The Secretarial Audit Report for the Financial Year 2024-25 is annexed as Annexure-B which forms part of this report. The Secretarial Audit Report for the Financial Year ended on March 31, 2025 does not contain any qualification, reservation or adverse remarks.

29. Annual Return

Pursuant to Section 92(3) and 134 of the Act read with the rule 12 (1) of the Companies (Management and Administration) Rules, 2014, the annual return of the Company as on March 31, 2025 will be available on the website and can be accessed at https://relaxofootwear. com/pages/annual-return

30. Contracts and Arrangements with Related Parties

During FY25, the Company has entered into various transactions with related parties. All the Contracts / arrangements / transactions entered into by the Company with its related parties during the Financial Year under review were in the ordinary course of the business, on the arm's length basis and were undertaken in compliance with the applicable provisions of the Act and the Listing Regulations.

During the Financial Year under review, the Company had not entered into any contract / arrangement / transaction with related parties which could be considered material in accordance with the Policy of the Company on materiality of Related Party Transactions that would have required Shareholders' approval under Regulation 23 of the Listing Regulations.

The updated policy on materiality of Related Party Transactions is available on the website of your Company at the link https://cdn.shopify.com/s/ files/1/0673/0003/2740/files/Policy on Materiality of Related Party Transactions.pdf?v=1741684578

The Policy intends to ensure that proper reporting, approval and disclosure processes are in place for all the transactions between your Company and Related Parties.

The disclosure of Related Party Transactions as required under Section 134(3)(h) of the Act read with Rule 8(2) of the Companies (Accounts) Rules, 2014, in Form AOC-2 is not applicable. Further, disclosures as per IND -AS 24 have been made in Note 41 of the Financial Statements for the year ended on March 31, 2025.

31. Details of Loans, Guarantees & Investments

In terms of Section 186 of the Act read with Rules framed thereunder, details of the Loans given and Investments made by your Company have been disclosed under Note 5 & 4, respectively, of the Financial Statements for the Financial Year ended on March 31, 2025, which forms part of this Annual Report. Your Company has not given any guarantee or provided any security during the year under review.

32. Risk Management

Your Company has a Risk Management Policy consistent with the provisions of the Act and Listing Regulations. Risk m an agem ent process has been establi shed across your Company and is designed to identify, assess and frame a response to threats that may affect the achievement of its objectives. Further, it is embedded across all the major functions and revolves around the objectives of the organisation.

The Board of Directors has constituted its Risk Management Committee to assist the Board in fulfilling its responsibilities relating to evaluation and mitigating of various risks exposures that potentially impact your Company.

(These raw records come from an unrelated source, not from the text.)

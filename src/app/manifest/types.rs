//! Manifest line model and classification
//!
//! Every trimmed manifest line becomes exactly one [`ManifestReference`].
//! Patterns are tried in a fixed order: a quoted segment reference embedded
//! in a directive, a bare segment line, a nested manifest line, and finally
//! the opaque fallback.

use regex::Regex;
use serde::{Deserialize, Serialize};
use url::Url;

use crate::app::client::file_name_from_url;
use crate::constants::manifest;
use crate::errors::{ConfigError, ConfigResult, ManifestError, ManifestResult};

/// Manifest parsing settings
#[derive(Debug, Clone, Serialize, Deserialize)]
#[serde(default)]
pub struct ManifestConfig {
    /// File suffixes (without the dot) that mark a media segment
    pub segment_suffixes: Vec<String>,
    /// File suffix (without the dot) that marks a nested manifest
    pub manifest_suffix: String,
    /// Reject URI lines that are neither segments nor manifests
    pub strict: bool,
}

impl Default for ManifestConfig {
    fn default() -> Self {
        Self {
            segment_suffixes: manifest::DEFAULT_SEGMENT_SUFFIXES
                .iter()
                .map(|s| s.to_string())
                .collect(),
            manifest_suffix: manifest::DEFAULT_MANIFEST_SUFFIX.to_string(),
            strict: false,
        }
    }
}

impl ManifestConfig {
    /// Validates the configured suffixes
    pub fn validate(&self) -> ConfigResult<()> {
        if self.segment_suffixes.is_empty() {
            return Err(ConfigError::invalid(
                "manifest.segment_suffixes",
                "[]",
                "At least one segment suffix is required",
            ));
        }

        for suffix in self.segment_suffixes.iter().chain([&self.manifest_suffix]) {
            if suffix.is_empty() || suffix.contains(['.', '?', '/']) {
                return Err(ConfigError::invalid(
                    "manifest suffix",
                    suffix,
                    "Suffixes are bare extensions such as \"ts\"",
                ));
            }
        }

        if self.segment_suffixes.contains(&self.manifest_suffix) {
            return Err(ConfigError::invalid(
                "manifest.manifest_suffix",
                &self.manifest_suffix,
                "Must differ from every segment suffix",
            ));
        }

        Ok(())
    }
}

/// One classified manifest line
#[derive(Debug, Clone, PartialEq, Eq)]
pub enum ManifestReference {
    /// Downloadable media chunk
    Segment { uri: String, query: Option<String> },
    /// Another manifest to resolve recursively
    SubManifest { uri: String, query: Option<String> },
    /// Directive, comment, blank line or anything else
    Opaque(String),
}

impl ManifestReference {
    /// Reference as written, query string included
    pub fn target(&self) -> Option<String> {
        match self {
            ManifestReference::Segment { uri, query }
            | ManifestReference::SubManifest { uri, query } => Some(match query {
                Some(q) => format!("{}?{}", uri, q),
                None => uri.clone(),
            }),
            ManifestReference::Opaque(_) => None,
        }
    }

    /// Local file name the reference is stored under
    pub fn local_name(&self) -> Option<String> {
        match self {
            ManifestReference::Segment { uri, .. } | ManifestReference::SubManifest { uri, .. } => {
                Some(local_file_name(uri))
            }
            ManifestReference::Opaque(_) => None,
        }
    }
}

/// A leaf segment discovered while resolving a manifest tree
#[derive(Debug, Clone, PartialEq, Eq, Serialize)]
pub struct SegmentRef {
    /// Reference exactly as written in its manifest
    pub reference: String,
    /// Absolute URL, resolved against the manifest that contains it
    pub url: Url,
    /// Local file name: last path component as encoded in `url`
    pub file_name: String,
}

impl SegmentRef {
    /// Resolves `reference` against the URL of the manifest it appears in
    pub fn resolve(manifest_url: &Url, reference: &str) -> ManifestResult<Self> {
        let url = manifest_url
            .join(reference)
            .map_err(|e| ManifestError::InvalidUrl {
                url: reference.to_string(),
                reason: e.to_string(),
            })?;
        let file_name = file_name_from_url(&url).map_err(|e| ManifestError::InvalidUrl {
            url: reference.to_string(),
            reason: e.to_string(),
        })?;

        Ok(Self {
            reference: reference.to_string(),
            url,
            file_name,
        })
    }

    /// URL without query or fragment, used to spot duplicates
    pub fn identity(&self) -> String {
        identity_of(&self.url)
    }
}

/// Strips query and fragment so tokens do not affect identity
pub(crate) fn identity_of(url: &Url) -> String {
    let mut bare = url.clone();
    bare.set_query(None);
    bare.set_fragment(None);
    bare.to_string()
}

/// Last path component of a URI with any query string removed
pub fn base_name(uri: &str) -> &str {
    let without_query = uri.split('?').next().unwrap_or(uri);
    without_query.rsplit('/').next().unwrap_or(without_query)
}

/// Local file name for a reference as written in a manifest
///
/// The last path component with the query dropped, percent-encoded the way
/// the URL parser encodes a resolved path. Matches [`file_name_from_url`] for
/// the URL the reference resolves to, and is stable when applied to its own
/// output.
pub fn local_file_name(uri: &str) -> String {
    let bare = base_name(uri);
    match Url::parse(manifest::LOCAL_NAME_BASE) {
        Ok(mut url) => {
            url.set_path(bare);
            base_name(url.path()).to_string()
        }
        Err(_) => bare.to_string(),
    }
}

/// Compiled line patterns for one [`ManifestConfig`]
#[derive(Debug, Clone)]
pub struct LineClassifier {
    quoted_segment: Regex,
    bare_segment: Regex,
    sub_manifest: Regex,
}

impl LineClassifier {
    /// Compiles the patterns for the configured suffixes
    pub fn new(config: &ManifestConfig) -> ConfigResult<Self> {
        config.validate()?;

        let segment_suffixes = config
            .segment_suffixes
            .iter()
            .map(|s| regex::escape(s))
            .collect::<Vec<_>>()
            .join("|");
        let manifest_suffix = regex::escape(&config.manifest_suffix);

        let compile = |pattern: String| {
            Regex::new(&pattern).map_err(|e| ConfigError::invalid("manifest pattern", &pattern, e.to_string()))
        };

        Ok(Self {
            quoted_segment: compile(format!(r#""([^"?]*\.(?:{}))(?:\?([^"]*))?""#, segment_suffixes))?,
            bare_segment: compile(format!(r"^([^#\s?][^?]*\.(?:{}))(?:\?(.*))?$", segment_suffixes))?,
            sub_manifest: compile(format!(r"^([^#\s?][^?]*\.{})(?:\?(.*))?$", manifest_suffix))?,
        })
    }

    /// Classifies one line; leading and trailing whitespace is ignored
    pub fn classify(&self, line: &str) -> ManifestReference {
        let line = line.trim();

        if let Some(caps) = self.quoted_segment.captures(line) {
            return ManifestReference::Segment {
                uri: caps[1].to_string(),
                query: caps.get(2).map(|m| m.as_str().to_string()),
            };
        }

        if let Some(caps) = self.bare_segment.captures(line) {
            return ManifestReference::Segment {
                uri: caps[1].to_string(),
                query: caps.get(2).map(|m| m.as_str().to_string()),
            };
        }

        if let Some(caps) = self.sub_manifest.captures(line) {
            return ManifestReference::SubManifest {
                uri: caps[1].to_string(),
                query: caps.get(2).map(|m| m.as_str().to_string()),
            };
        }

        ManifestReference::Opaque(line.to_string())
    }

    /// Classifies every line of a manifest body in order
    pub fn parse(&self, body: &str) -> Vec<ManifestReference> {
        body.lines().map(|line| self.classify(line)).collect()
    }

    /// Rewrites every quoted segment reference in `line` to its bare name
    pub(crate) fn strip_quoted_segments(&self, line: &str) -> String {
        self.quoted_segment
            .replace_all(line, |caps: &regex::Captures<'_>| format!("\"{}\"", local_file_name(&caps[1])))
            .into_owned()
    }
}

/// True for a line that names a resource rather than a directive or comment
pub(crate) fn is_uri_line(line: &str) -> bool {
    let line = line.trim();
    !line.is_empty() && !line.starts_with(manifest::DIRECTIVE_PREFIX)
}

The Board advised by the Risk Management Committee, wherever appropriate, regularly reviews the significant risks and decisions that could have a material impact on the Company. There are no risks which, in the opinion of the Board, threaten the existence of your Company. However, some of the risks which may pose challenges are set out in the Management Discussion and Analysis which forms part of this Report.

As per Listing Regulations, the Risk Management Committee shall meet at least twice in a Financial Year. The details pertaining to the composition, meetings and terms of reference of the Risk Management Committee are included in the Report on Corporate Governance which forms part of the Annual Report.

33. Corporate Social Responsibility (CSR) and its Committee

Your Company has firm belief and commitment towards the collective development of all the stakeholders, especially, people at bottom of the pyramid and consider it as a pre-requisite for the sustainability of the business. Thus, CSR is not just compliance for your Company, but is an opportunity to contribute towards nation building through well-defined professional approach.

In compliance with the provisions prescribed under Section 135 of the Act, your Company had constituted a CSR & ESG Committee of the Board. The Board of Directors laid down the CSR Policy, covering the objectives, focus areas, governance structure and monitoring & reporting framework among others. During the year under review, the said policy was amended to include the revised composition of the Committee.

The amended Corporate Social Responsibility Policy is available on the website of your Company at the link https://cdn.shopifv.com/s/files/1/0673/0003/2740/ files/corporate-social-responsibilitv-policv-1716526796. pdf?v=1725434537

During the year, your Company has continued its work on its CSR projects undertaken in FY25; the details of CSR activities are given in Annexure-C to this report.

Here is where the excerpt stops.